No, in general it is more than that. It's also a mental state, and it doesn't have to accompany a thought.

If it's a mental state, then it's a thought.


I don't get emotional when I think about this glass of water on my desk, for example.

Of course you do. What you feel may be just your baseline mood, so you don't even notice that you have emotions when thinking about that glass of water. Emotions are not only a matter of drama.


I have a feeling that's not true. At least not in the sense you're portraying it here, particularly because what is or isn't rational is context-specific.

Lol. And this coming from you?! Oh, the unfinished irony!
 
You can point to the peaks of a study distribution, but when talking about the effects [of religion]

The real question is whether the criteria by which religiosity is measured in such studies, are relevant and adequate.

From what I've seen so far, I find the used criteria to be extremely superficial.
 
This above may be a matter of semantics,

Of course it's a matter of semantics. We're discussing the meanings of words. Anyway, there's nothing to avoid; you said not every culture differentiates between the heart and the mind, and you provided an example of one culture that actually does. If you'd like to take another crack at it, be my guest.

I don't think it is.
Goodwill and anger are mutually exclusive. Because anger is a form of ill will.

How is it even possible to make that statement? Are you telling me that my example of a family helping a drug addicted relative in spite of their stealing and lying doesn't happen? How is it that prisoners of war are treated with respect and dignity if anger makes such things impossible? Are all of our soldiers who practice this behavior simply the most chill people on Earth? Come on, think it through.

This is a very generalized way to look at this matter. Intentions take place from moment to moment, as do thoughts and emotions, but you are talking about things that take hours or days or weeks. In such a long time-span, a person is likely to run through a wide range of emotions and thoughts. But you are selectively focusing only on a few that seemingly support your point.

On the contrary, you're the one who seems to be selective. For example, you're now trying to redefine emotion as something that is necessarily fleeting, which is utterly untrue. People can and do harbor particular emotions for years, sometimes their whole lives.

If it's a mental state, then it's a thought.

Again, incorrect. A mental state is not a conscious thought, but a frame of mind.

Of course you do. What you feel may be just your baseline mood, so you don't even notice that you have emotions when thinking about that glass of water. Emotions are not only a matter of drama.

I'm aware of that. They're called states of mind. But this contradicts what you said earlier about emotions and thoughts being inexorably connected, in the sense of the thought necessarily being a product of the emotion. That's why you earlier said it was impossible to act with goodwill towards a person you're angry with.

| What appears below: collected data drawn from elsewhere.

//! Common types shared across hardware capability implementations.

use wicket_core::constants::{KEYPAD_COLS, KEYPAD_ROWS};

/// One poll-tick snapshot of the keypad matrix.
///
/// `true` means the line at that row/column position read active during
/// this sample. The scanner interprets these; a sample carries no
/// debounce state of its own.
#[derive(Debug, Clone, Copy, PartialEq, Eq, Default)]
pub struct ScanSample {
    active: [[bool; KEYPAD_COLS]; KEYPAD_ROWS],
}

impl ScanSample {
    /// A sample with no active lines.
    #[must_use]
    pub fn idle() -> Self {
        Self::default()
    }

    /// A sample with exactly one active position.
    ///
    /// Out-of-range positions saturate to the matrix edge; callers are
    /// expected to pass valid coordinates.
    #[must_use]
    pub fn single(row: usize, col: usize) -> Self {
        let mut sample = Self::default();
        sample.set(row, col, true);
        sample
    }

    /// Set the state of one position. Out-of-range positions are ignored.
    pub fn set(&mut self, row: usize, col: usize, active: bool) {
        if let Some(cell) = self
            .active
            .get_mut(row)
            .and_then(|r: &mut [bool; KEYPAD_COLS]| r.get_mut(col))
        {
            *cell = active;
        }
    }

    /// Read the state of one position. Out-of-range reads are inactive.
    #[must_use]
    pub fn get(&self, row: usize, col: usize) -> bool {
        self.active
            .get(row)
            .and_then(|r| r.get(col))
            .copied()
            .unwrap_or(false)
    }

    /// Check whether any line is active.
    #[must_use]
    pub fn any_active(&self) -> bool {
        self.active.iter().flatten().any(|&a| a)
    }

    /// First active position in row-major scan order, if any.
    ///
    /// Multi-key input is undefined behavior for this keypad class; the
    /// scanner reports only this first position.
    #[must_use]
    pub fn first_active(&self) -> Option<(usize, usize)> {
        for (row, cols) in self.active.iter().enumerate() {
            for (col, &active) in cols.iter().enumerate() {
                if active {
                    return Some((row, col));
                }
            }
        }
        None
    }
}

/// Rectangular region within an image, in pixel coordinates.
#[derive(Debug, Clone, Copy, PartialEq, Eq)]
pub struct Rect {
    pub x: u32,
    pub y: u32,
    pub width: u32,
    pub height: u32,
}

/// A captured camera frame.
///
/// Grayscale, row-major pixel data. Opaque to the pipeline; only the
/// detector and matcher interpret the contents.
#[derive(Debug, Clone, PartialEq, Eq)]
pub struct RawImage {
    pub pixels: Vec<u8>,
    pub width: u32,
    pub height: u32,
}

impl RawImage {
    #[must_use]
    pub fn new(pixels: Vec<u8>, width: u32, height: u32) -> Self {
        Self {
            pixels,
            width,
            height,
        }
    }
}

/// A detected face region cropped from an image.
///
/// Lives only for the duration of one verification; never persisted.
#[derive(Debug, Clone, PartialEq, Eq)]
pub struct FaceRegion {
    pub pixels: Vec<u8>,
    pub bounds: Rect,
}

impl FaceRegion {
    #[must_use]
    pub fn new(pixels: Vec<u8>, bounds: Rect) -> Self {
        Self { pixels, bounds }
    }
}

#[cfg(test)]
mod tests {
    use super::*;

    #[test]
    fn test_idle_sample_has_no_active_lines() {
        let sample = ScanSample::idle();
        assert!(!sample.any_active());
        assert_eq!(sample.first_active(), None);
    }

    #[test]
    fn test_single_sample() {
        let sample = ScanSample::single(2, 1);
        assert!(sample.any_active());
        assert!(sample.get(2, 1));
        assert!(!sample.get(1, 2));
        assert_eq!(sample.first_active(), Some((2, 1)));
    }

    #[test]
    fn test_first_active_is_row_major() {
        let mut sample = ScanSample::idle();
        sample.set(2, 3, true);
        sample.set(1, 0, true);
        sample.set(1, 2, true);
        // Row 1 before row 2; column 0 before column 2.
        assert_eq!(sample.first_active(), Some((1, 0)));
    }

    #[test]
    fn test_out_of_range_positions_are_inert() {
        let mut sample = ScanSample::idle();
        sample.set(9, 9, true);
        assert!(!sample.any_active());
        assert!(!sample.get(9, 9));
    }
}
//! Mock capability implementations for testing and development.
//!
//! These devices are script-driven: tests queue up the electrical
//! samples, frames, and scores they want the pipeline to observe, then
//! run the pipeline against them without any physical hardware.

mod camera;
mod line;
mod vision;

pub use camera::MockCamera;
pub use line::MockLineSource;
pub use vision::{MockDetector, MockMatcher, MockReferenceLoader};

Lol. And this coming from you?! Oh, the unfinished irony!

Is this the part where I spend four posts trying to get you to explain your jab, while you spend four posts refusing to because there wasn't actually any substance to it? I think I'll pass.
 
Which chemical do I need to create a new Led Zeppelin song?
Trick question, it wouldn't be new. But the answer has three letters.

Which chemical created the original Tesla-Hang Tough song?
You'd probably be talking about acetylcholine, which has more to do with motor excitation than pure musicality.

Add some dopamine, maybe you get a different vibe, even if it's still all old school. But it's pure chemistry.